Registered Nurse Pleads Guilty to Tampering with Painkillers at Hospital

For Immediate Release
U.S. Attorney's Office, Eastern District of Michigan

DETROIT - A registered nurse pled guilty in United States District Court to tampering with vials and syringes of liquid painkiller at the Detroit hospital where she worked, U.S. Attorney Dawn N. Ison announced today.    

Ison was joined in the announcement by Acting Special Agent in Charge Ronne G. Malham, Food and Drug Administration (FDA) Office of Criminal Investigations Chicago Field Office.

According to court documents, Mary Cheatham, 42, of Ypsilanti, Michigan, a registered nurse who previously was employed in the critical care unit at a hospital in Detroit, Michigan, removed vials and syringes of injectable hydromorphone from the medication dispensing machines, by extracting the hydromorphone using syringes, and then replaced the saline filled vials and syringes into the unit’s medication dispensing machines. Cheatham’s tampering took place between March 2020 and August 2020. Cheatham knew the vials and syringes of hydromorphone were intended to be administered to patients for the purpose of pain relief in the critical care unit of the hospital.

“Patients entering a hospital must have confidence they will receive the treatment they are promised,” United States Attorney Ison, stated. “Cheatham violated that trust and potentially exposed patients to unnecessary pain and suffering and must be held accountable for her actions.”

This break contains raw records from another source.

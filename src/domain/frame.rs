// ============================================================
// Layer 3 — Frame Domain Type
// ============================================================
// An in-memory tabular dataset: named columns over row-major
// f32 data. This is the one structure every pipeline stage
// speaks — the loader produces it, the splitter and resampler
// partition it, and take_target() turns it into (features,
// labels) for the model.
//
// Row-major storage is chosen because every consumer here
// iterates whole records (normalization, batching), never
// single columns across all rows.
//
// Reference: Rust Book §5 (Structs and Methods)
//            Rust Book §8 (Collections)

use anyhow::{bail, Result};

/// A tabular dataset: column names plus row-major numeric data.
/// Every row has exactly `columns.len()` cells.
#[derive(Debug, Clone, PartialEq)]
pub struct Frame {
    columns: Vec<String>,
    rows:    Vec<Vec<f32>>,
}

impl Frame {
    /// Create a Frame, checking that every row matches the header width.
    pub fn new(columns: Vec<String>, rows: Vec<Vec<f32>>) -> Result<Self> {
        let width = columns.len();
        for (i, row) in rows.iter().enumerate() {
            if row.len() != width {
                bail!(
                    "row {} has {} cells but the header names {} columns",
                    i, row.len(), width
                );
            }
        }
        Ok(Self { columns, rows })
    }

    /// Infallible constructor for callers that already guarantee every
    /// row matches the header width (e.g. rows taken from an existing
    /// Frame). Not for externally sourced data — use `new` there.
    pub(crate) fn from_parts(columns: Vec<String>, rows: Vec<Vec<f32>>) -> Self {
        Self { columns, rows }
    }

    /// An empty Frame sharing this Frame's columns.
    pub fn empty_like(&self) -> Self {
        Self { columns: self.columns.clone(), rows: Vec::new() }
    }

    pub fn columns(&self) -> &[String] {
        &self.columns
    }

    pub fn rows(&self) -> &[Vec<f32>] {
        &self.rows
    }

    pub fn into_rows(self) -> Vec<Vec<f32>> {
        self.rows
    }

    pub fn row_count(&self) -> usize {
        self.rows.len()
    }

    pub fn column_count(&self) -> usize {
        self.columns.len()
    }

    pub fn is_empty(&self) -> bool {
        self.rows.is_empty()
    }

    /// Index of a named column, or None if absent.
    pub fn column_index(&self, name: &str) -> Option<usize> {
        self.columns.iter().position(|c| c == name)
    }

    /// Return a copy of this Frame without the named columns.
    /// Names that don't exist are ignored with a warning — the
    /// drop list is configuration, not ground truth about the file.
    pub fn drop_columns(&self, names: &[String]) -> Self {
        let mut keep: Vec<usize> = Vec::new();
        for (i, col) in self.columns.iter().enumerate() {
            if !names.contains(col) {
                keep.push(i);
            }
        }
        for name in names {
            if self.column_index(name).is_none() {
                tracing::warn!("Drop column '{}' not present in dataset — ignoring", name);
            }
        }

        let columns = keep.iter().map(|&i| self.columns[i].clone()).collect();
        let rows = self.rows
            .iter()
            .map(|row| keep.iter().map(|&i| row[i]).collect())
            .collect();
        Self { columns, rows }
    }

    /// Split this Frame into (features, labels): the Frame minus the
    /// label column, and the label column as a vector.
    ///
    /// Pure — `self` is untouched. The returned vector has the same
    /// row count as the input and equals the label column element-wise.
    pub fn take_target(&self, label: &str) -> Result<(Frame, Vec<f32>)> {
        let Some(idx) = self.column_index(label) else {
            bail!("label column '{}' not found in dataset", label);
        };

        let columns: Vec<String> = self.columns
            .iter()
            .enumerate()
            .filter(|(i, _)| *i != idx)
            .map(|(_, c)| c.clone())
            .collect();

        let mut target = Vec::with_capacity(self.rows.len());
        let rows: Vec<Vec<f32>> = self.rows
            .iter()
            .map(|row| {
                target.push(row[idx]);
                row.iter()
                    .enumerate()
                    .filter(|(i, _)| *i != idx)
                    .map(|(_, &v)| v)
                    .collect()
            })
            .collect();

        Ok((Frame { columns, rows }, target))
    }

    /// Partition rows by the binary label column:
    /// (rows where label == 1, rows where label == 0).
    /// Any non-zero label value counts as the positive class.
    pub fn partition_by_label(&self, label: &str) -> Result<(Frame, Frame)> {
        let Some(idx) = self.column_index(label) else {
            bail!("label column '{}' not found in dataset", label);
        };

        let mut ones  = self.empty_like();
        let mut zeros = self.empty_like();
        for row in &self.rows {
            if row[idx] != 0.0 {
                ones.rows.push(row.clone());
            } else {
                zeros.rows.push(row.clone());
            }
        }
        Ok((ones, zeros))
    }

    /// Append all rows of `other` to this Frame.
    /// Both Frames must share the same columns.
    pub fn concat(&self, other: &Frame) -> Result<Frame> {
        if self.columns != other.columns {
            bail!("cannot concat Frames with different columns");
        }
        let mut rows = self.rows.clone();
        rows.extend(other.rows.iter().cloned());
        Ok(Frame { columns: self.columns.clone(), rows })
    }

    /// A new Frame holding the rows in `range` (used by the resampler).
    pub fn slice_rows(&self, range: std::ops::Range<usize>) -> Frame {
        Frame {
            columns: self.columns.clone(),
            rows:    self.rows[range].to_vec(),
        }
    }
}

// ─── Unit Tests ───────────────────────────────────────────────────────────────
#[cfg(test)]
mod tests {
    use super::*;

    fn cols(names: &[&str]) -> Vec<String> {
        names.iter().map(|s| s.to_string()).collect()
    }

    fn sample_frame() -> Frame {
        Frame::new(
            cols(&["a", "b", "order"]),
            vec![
                vec![1.0, 2.0, 0.0],
                vec![3.0, 4.0, 1.0],
                vec![5.0, 6.0, 0.0],
            ],
        ).unwrap()
    }

    #[test]
    fn test_new_rejects_ragged_rows() {
        let result = Frame::new(cols(&["a", "b"]), vec![vec![1.0]]);
        assert!(result.is_err());
    }

    #[test]
    fn test_drop_columns() {
        let frame   = sample_frame();
        let dropped = frame.drop_columns(&cols(&["b"]));
        assert_eq!(dropped.columns(), &cols(&["a", "order"]));
        assert_eq!(dropped.rows()[1], vec![3.0, 1.0]);
        // Original is untouched
        assert_eq!(frame.column_count(), 3);
    }

    #[test]
    fn test_drop_missing_column_is_ignored() {
        let frame   = sample_frame();
        let dropped = frame.drop_columns(&cols(&["revenue"]));
        assert_eq!(dropped.column_count(), 3);
    }

    #[test]
    fn test_take_target() {
        let frame = sample_frame();
        let (features, target) = frame.take_target("order").unwrap();

        // Label column removed, all other columns kept
        assert_eq!(features.columns(), &cols(&["a", "b"]));
        // Same row count, element-wise equal to the label column
        assert_eq!(features.row_count(), frame.row_count());
        assert_eq!(target, vec![0.0, 1.0, 0.0]);
    }

    #[test]
    fn test_take_target_missing_label() {
        let frame = sample_frame();
        assert!(frame.take_target("purchase").is_err());
    }

    #[test]
    fn test_partition_by_label() {
        let frame = sample_frame();
        let (ones, zeros) = frame.partition_by_label("order").unwrap();
        assert_eq!(ones.row_count(),  1);
        assert_eq!(zeros.row_count(), 2);
        assert_eq!(ones.rows()[0], vec![3.0, 4.0, 1.0]);
    }

    #[test]
    fn test_concat_preserves_order() {
        let frame = sample_frame();
        let (ones, zeros) = frame.partition_by_label("order").unwrap();
        let joined = ones.concat(&zeros).unwrap();
        assert_eq!(joined.row_count(), 3);
        // Minority rows first, then majority rows
        assert_eq!(joined.rows()[0], vec![3.0, 4.0, 1.0]);
    }

    #[test]
    fn test_concat_rejects_mismatched_columns() {
        let frame = sample_frame();
        let other = Frame::new(cols(&["x"]), vec![vec![1.0]]).unwrap();
        assert!(frame.concat(&other).is_err());
    }

    #[test]
    fn test_slice_rows() {
        let frame = sample_frame();
        let slice = frame.slice_rows(1..3);
        assert_eq!(slice.row_count(), 2);
        assert_eq!(slice.rows()[0], vec![3.0, 4.0, 1.0]);
    }
}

“The FDA oversees the U.S. drug supply to ensure that it is safe and effective, and those who knowingly tamper with medicines put the health of patients at risk,” said Acting Special Agent in Charge Ronne G. Malham. “We will continue to protect the public health and bring to justice health care professionals who take advantage of their unique position and compromise their patients’ health and comfort by tampering with needed drugs.”

Cheatham’s sentencing is scheduled for January 18, 2023.  Cheatham faces a maximum of 10 years in federal prison and a fine of up to $250,000. The Court will determine the sentence after considering the U.S. Sentencing Guidelines and other statutory factors.

This case is being prosecuted by Assistant United States Regina R. McCullough. The case was investigated by special agents of the Food and Drug Administration.